The Business of Ransomware and Targeting Weaknesses

David: Yeah. Yeah, and that’s the key to their way of thinking, they’re just running any business that uh runs on having a competitive advantage. And their internal competitive advantage is knowing more about where your weaknesses are, including whether or not you have ransomware, cyber insurance, knowing whether you have the ability to recover, knowing whether you know your finances are in a position where you would be inclined to pay a ransom. In fact, most of the time that the ransom amount is determined is based on an optimization algorithm to extract the maximum amount that you would be willing to pay as a victim, right? It’s really gotten incredibly sophisticated. It’s crazy. And what one of the things that we’ve noticed recently is that they really are targeting uh successfully those uh smalltime uh ISPs that have never enabled uh multifactor authentication in their email because that’s where business email compromise is actually a lot easier than it is with uh NMFA uh enforced by default. Like if you have a Gmail or or Microsoft account that you’re using personally, uh chances are by now you’ve been convinced to add at least one two-actor authentication element, but there’s a lot of these smalltime ISPs that were around 30 years ago, 20 years ago that have never enabled it. And so some of them are now to the point where what they’re doing is they’re saying, "You know what we’re going to do? We’re going to shut down our email system because too many of our customers have had some kind of an incident. You’re going to have to move off of our system. Yeah. And this is happening right here in our home province of Ontario, right? Um it’s it’s uh that that trend to me is in a way um sad that it takes so many victims in order to have a positive direction uh take place from a you know a securing posture perspective from these companies. But it’s also understandable because their core business is providing connectivity not email. years ago providing the email was just like a necessity but not anymore.
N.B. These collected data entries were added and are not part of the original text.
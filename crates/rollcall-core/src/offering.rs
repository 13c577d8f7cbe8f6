//! Offerings: a course taught by one teacher to a cohort of students.

use chrono::{DateTime, Utc};
use serde::{Deserialize, Serialize};
use uuid::Uuid;

#[derive(Debug, Clone, PartialEq, Eq, Serialize, Deserialize)]
pub struct Offering {
  pub offering_id: Uuid,
  pub course_code: String,
  pub course_name: String,
  /// The teaching [`Person`](crate::person::Person).
  pub teacher_id:  Uuid,
  pub term:        String,
  pub room:        Option<String>,
  /// Deactivated offerings keep their history but cannot start sessions.
  pub active:      bool,
  pub created_at:  DateTime<Utc>,
}

/// Input to [`crate::store::AttendanceStore::add_offering`].
#[derive(Debug, Clone, Deserialize)]
pub struct NewOffering {
  pub course_code: String,
  pub course_name: String,
  pub teacher_id:  Uuid,
  pub term:        String,
  pub room:        Option<String>,
}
The Positive Shift: MFA and Improved Security Postures

Alex: Yeah. But I also like we also talk about the the bad things that are happening in the industry but you mentioned like uh if you have Gmail or or Microsoft and and things like that I have to say that they have um there have been a lot of good things coming out right like that we are forced now to do multifactor authentication. And I think our financial institutions are trying to better protect their customers, right? Especially um the vulnerable population with um multifactor pushing multifactor authentication. I think we’re sort of past that point where the general population is chalking this up. Oh, this is extra work. This is people are understanding now that this is to their benefit, right? And um and so I think that has been a big paradigm shift I think over the last couple of years where now you you talked about the generations that’s coming up that generation now they they don’t know anything different than multifactor authentication right like

David: that’s right

Alex: and and even when multifactor authentication first sort of came in and uh we we had to press a number that’s the same number on the screen right and then even that uh with MFA fatigue now has sort of come under scrutiny, but now you have to so it’s also changing and adapting, right? So now you actually have to type the number, right? So it only can be you and then there’s certain things that uh that are making it better, easier there is no uh perfect solution, right? I think a lot still has to do with awareness, training, things like that. and and unfortunately I would say the majority if it’s in personal life or in business life unfortunately something has to happen first for somebody to really learn right and and that’s the the unfortunate part especially with our business I think from I don’t have the latest numbers and there’s tons of reports out there but from a from a harm to the economy from a national perspective cyber crime is is huge right and that didn’t exist in that magnitude to 10, 15, 20 years ago. Right. So,

David: Right. Right.

The Ethics and Business Decisions of Paying Ransoms

Alex: It’s definitely changing and that money that is being extorted from this country is also not staying in the country, right? It’s going overseas.

David: right

Alex: It’s going to other places. So, I think there’s a double whammy for the economy, right? It’s being extracted and not being respent.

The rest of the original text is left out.